I’m too sure how Tarkington’s novel, (which depends so much on irony, a lofty view of humanity, and 19th century Indiana Society) could be made into a successful movie, but Welles didn’t seem to know either and completely botched the job. As usual, all the Welles fans rave over his version of the story, especially the editing, the photography, the camera angles! “Oh, what narration and great acting by Morehead! If ONLY Welles had been in Hollywood to oversee the final cut, well, it would’ve been the greatest film of all time”
Well, allow me to disagree.
Welles never made a popular movie, and the reason is quite simple. He was one of those directors who thought negative, sad stories were always superior to happy ones. And he always believed that razzle-dazzle (the sizzle - not the steak) was the way to make movies. No doubt if Welles had his way, Scarlett would’ve fell to her death coming down that magnificent staircase, and Dorothy would’ve died in a balloon crash. So sad, so tragic, so sophisticated!
Of course, sad tragic stories can be great (talk to Bill Shakespeare) but it’s much more difficult, and it takes a special talent/story to pull it off. Welles wanted to make a box-office hit, but seems not to have understood this.
But Its more than the Negative Story
Obviously, the “Downer” quality is not the only problem with the film. For example, Welles creates only two characters we can care about: Eugene (Joseph Cotton) and Isabell (Dolores Costello). The two characters who hog the spotlight: Aunt Fanny and George ware quite unlikable. In the Novel, Fanny is a silly but harmless woman, while George is shown through an ironic, distant lens. Neither dominates the entire book, but are part of the overall narrative arc. But in the film, these two characters are constantly on-screen in the last 45 minutes, and we’re not supposed to smile at them, but identify with their suffering and downfall. This is impossible.
The worst change is Welles' treatment of Fanny.
In the novel, Fanny is happier in the boarding house than before. She wants to live in the boardinghouse so much, that George goes to work in the dynamite factory. In the film (and even more so in the cut ending) Fanny is bitter at her downfall. In the novel Fanny is sheepishly ashamed about her stupidity, but otherwise doesn't care about the lost $$. In the film, Morehead collapses in hysteria and screams like banshee.
Summary: This person put the static quality of the film this way:
"...at the times when something is on the screen and Welles tells you what for. Meanwhile, for something to do, you count the shadows. Theatre-like is the inability to get the actors or story moving, which gives you a desire to push with your hands. There is really no living, moving or seeing to the movie; it is a series of static episodes connected by narration, as though someone sat you down and said "Here!" and gave you some postcards of the 1890's."

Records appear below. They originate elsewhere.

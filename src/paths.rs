//! XDG directory helpers for config locations.

use std::path::PathBuf;

/// Base directory for configuration files.
///
/// Uses `HD_CONFIG_DIR` if set, otherwise `$XDG_CONFIG_HOME/helpdesk-rs`
/// or `~/.config/helpdesk-rs`.
pub(crate) fn config_dir() -> PathBuf {
    if let Ok(dir) = std::env::var("HD_CONFIG_DIR")
        && !dir.trim().is_empty()
    {
        return PathBuf::from(dir);
    }

    std::env::var("XDG_CONFIG_HOME")
        .ok()
        .filter(|s| !s.is_empty())
        .map(PathBuf::from)
        .unwrap_or_else(|| {
            dirs::home_dir()
                .unwrap_or_else(|| PathBuf::from("/tmp"))
                .join(".config")
        })
        .join("helpdesk-rs")
}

I think this is accurate. But the most significant error was doing nothing to make us root for George. We don't need to root for George in the novel, because of the way Tarkington writes it. And when George shows his generous and heroic nature at the end, we come to appreciate him. But far too much of film is just Tim Holt being obnoxious. And we don't really care whether he gets his "comeuppance" or not. You can have a dynamic anti-hero as the protagonist, but George isn't that either. So, there's a big hole in the middle of the film, especially the last part.